- GIVEN DATA -

● ● ● ●

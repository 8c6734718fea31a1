use serde::{Deserialize, Serialize};

/// 8-bit RGBA color. Alpha 255 is opaque.
#[derive(Debug, Clone, Copy, PartialEq, Eq, Hash, Serialize, Deserialize)]
pub struct Color {
    pub r: u8,
    pub g: u8,
    pub b: u8,
    pub a: u8,
}

impl Color {
    pub const BLACK: Self = Self::rgb(0, 0, 0);
    pub const WHITE: Self = Self::rgb(255, 255, 255);

    pub const fn rgb(r: u8, g: u8, b: u8) -> Self {
        Self { r, g, b, a: 255 }
    }

    pub fn from_rgba(r: u8, g: u8, b: u8, a: u8) -> Self {
        Self { r, g, b, a }
    }

    pub fn from_hex(hex: &str) -> Option<Self> {
        let hex = hex.strip_prefix('#').unwrap_or(hex);
        if !hex.is_ascii() {
            return None;
        }
        let channel = |i: usize| u8::from_str_radix(&hex[i..i + 2], 16).ok();
        match hex.len() {
            6 => Some(Self::rgb(channel(0)?, channel(2)?, channel(4)?)),
            8 => Some(Self {
                r: channel(0)?,
                g: channel(2)?,
                b: channel(4)?,
                a: channel(6)?,
            }),
            _ => None,
        }
    }

    pub fn from_rgba_string(s: &str) -> Option<Self> {
        let inner = s.trim().strip_prefix("rgba(")?.strip_suffix(')')?;
        let parts: Vec<&str> = inner.split(',').collect();
        if parts.len() != 4 {
            return None;
        }
        let r = parts[0].trim().parse::<u8>().ok()?;
        let g = parts[1].trim().parse::<u8>().ok()?;
        let b = parts[2].trim().parse::<u8>().ok()?;
        let a = parts[3].trim().parse::<u8>().ok()?;
        Some(Self { r, g, b, a })
    }

    /// Parse either `#rrggbb[aa]` or `rgba(r,g,b,a)`.
    pub fn parse(s: &str) -> Option<Self> {
        let s = s.trim();
        if s.starts_with("rgba(") {
            Self::from_rgba_string(s)
        } else {
            Self::from_hex(s)
        }
    }

    pub fn is_opaque(&self) -> bool {
        self.a == 255
    }

    /// Source-over blend of `self` onto an opaque-or-not `dst`.
    pub fn blend_over(&self, dst: Color) -> Color {
        if self.is_opaque() {
            return *self;
        }
        if self.a == 0 {
            return dst;
        }
        let a = self.a as u32;
        let inv = 255 - a;
        let mix = |s: u8, d: u8| ((s as u32 * a + d as u32 * inv + 127) / 255) as u8;
        Color {
            r: mix(self.r, dst.r),
            g: mix(self.g, dst.g),
            b: mix(self.b, dst.b),
            a: (a + (dst.a as u32 * inv + 127) / 255).min(255) as u8,
        }
    }

    pub fn to_hex(&self) -> String {
        if self.is_opaque() {
            format!("#{:02x}{:02x}{:02x}", self.r, self.g, self.b)
        } else {
            format!("#{:02x}{:02x}{:02x}{:02x}", self.r, self.g, self.b, self.a)
        }
    }

    pub fn to_rgba_string(&self) -> String {
        format!("rgba({},{},{},{})", self.r, self.g, self.b, self.a)
    }
}
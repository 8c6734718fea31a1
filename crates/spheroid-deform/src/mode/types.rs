//! Deformation mode types.

use serde::{Deserialize, Serialize};

/// The displacement function a mode evaluates.
///
/// Serialized with an internal `type` tag so modes can be declared in
/// config files and exchanged as JSON.
#[derive(Debug, Clone, Copy, PartialEq, Serialize, Deserialize)]
#[serde(tag = "type", rename_all = "snake_case")]
pub enum ModeKind {
    /// `sin(theta_freq * theta) * sin(phi_freq * phi)`
    Harmonic { theta_freq: f64, phi_freq: f64 },
    /// `cos(theta_freq * theta) * sin(phi_freq * phi)`
    CosineHarmonic { theta_freq: f64, phi_freq: f64 },
    /// `sin(theta + 3 * phi) * cos(2 * theta)`
    MixedHarmonic,
    /// Trigonometric pseudo-noise sampled at the base-point direction.
    Noise { scale: f64 },
}

/// A named, parameterized radial displacement over the sphere.
#[derive(Debug, Clone, PartialEq, Serialize, Deserialize)]
pub struct DeformationMode {
    pub name: String,
    pub description: String,
    pub amplitude: f64,
    pub default_amplitude: f64,
    pub kind: ModeKind,
}

/// Display metadata for one mode, in index order.
#[derive(Debug, Clone, PartialEq, Serialize, Deserialize)]
pub struct ModeInfo {
    pub name: String,
    pub description: String,
    pub amplitude: f64,
    pub default_amplitude: f64,
}

impl DeformationMode {
    /// Create a mode whose current amplitude starts at `default_amplitude`.
    pub fn new(
        name: impl Into<String>,
        description: impl Into<String>,
        kind: ModeKind,
        default_amplitude: f64,
    ) -> Self {
        Self {
            name: name.into(),
            description: description.into(),
            amplitude: default_amplitude,
            default_amplitude,
            kind,
        }
    }

    pub fn harmonic(
        name: impl Into<String>,
        description: impl Into<String>,
        theta_freq: f64,
        phi_freq: f64,
        default_amplitude: f64,
    ) -> Self {
        Self::new(
            name,
            description,
            ModeKind::Harmonic {
                theta_freq,
                phi_freq,
            },
            default_amplitude,
        )
    }

    pub fn cosine_harmonic(
        name: impl Into<String>,
        description: impl Into<String>,
        theta_freq: f64,
        phi_freq: f64,
        default_amplitude: f64,
    ) -> Self {
        Self::new(
            name,
            description,
            ModeKind::CosineHarmonic {
                theta_freq,
                phi_freq,
            },
            default_amplitude,
        )
    }

    pub fn mixed_harmonic(
        name: impl Into<String>,
        description: impl Into<String>,
        default_amplitude: f64,
    ) -> Self {
        Self::new(name, description, ModeKind::MixedHarmonic, default_amplitude)
    }

    pub fn noise(
        name: impl Into<String>,
        description: impl Into<String>,
        scale: f64,
        default_amplitude: f64,
    ) -> Self {
        Self::new(name, description, ModeKind::Noise { scale }, default_amplitude)
    }

    /// Restore the amplitude to its default.
    pub fn reset(&mut self) {
        self.amplitude = self.default_amplitude;
    }

    pub fn info(&self) -> ModeInfo {
        ModeInfo {
            name: self.name.clone(),
            description: self.description.clone(),
            amplitude: self.amplitude,
            default_amplitude: self.default_amplitude,
        }
    }
}
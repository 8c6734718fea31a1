//! Procedural sphere deformation.
//!
//! A [`ShapeDeformer`] owns an ordered list of [`DeformationMode`]s. Each mode
//! is a scalar field over the sphere's angular coordinates; the deformer sums
//! them into a radial offset and samples the result into a [`Mesh`] grid.

pub mod control;
pub mod deformer;
pub mod mesh;
pub mod mode;
pub mod preset;

pub use control::ControlEvent;
pub use deformer::ShapeDeformer;
pub use mesh::{base_point, Mesh, Point3};
pub use mode::{DeformationMode, ModeInfo, ModeKind};
pub use preset::{builtin_presets, Preset, PresetLibrary};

● ● ● ●

- EXERCISE OBJECTIVE -
Copy out each line of the entries above that holds "types".

- ANSWER SPACE -
filename crates/spheroid-deform/src/mode/types.rs
//! Deformation mode types.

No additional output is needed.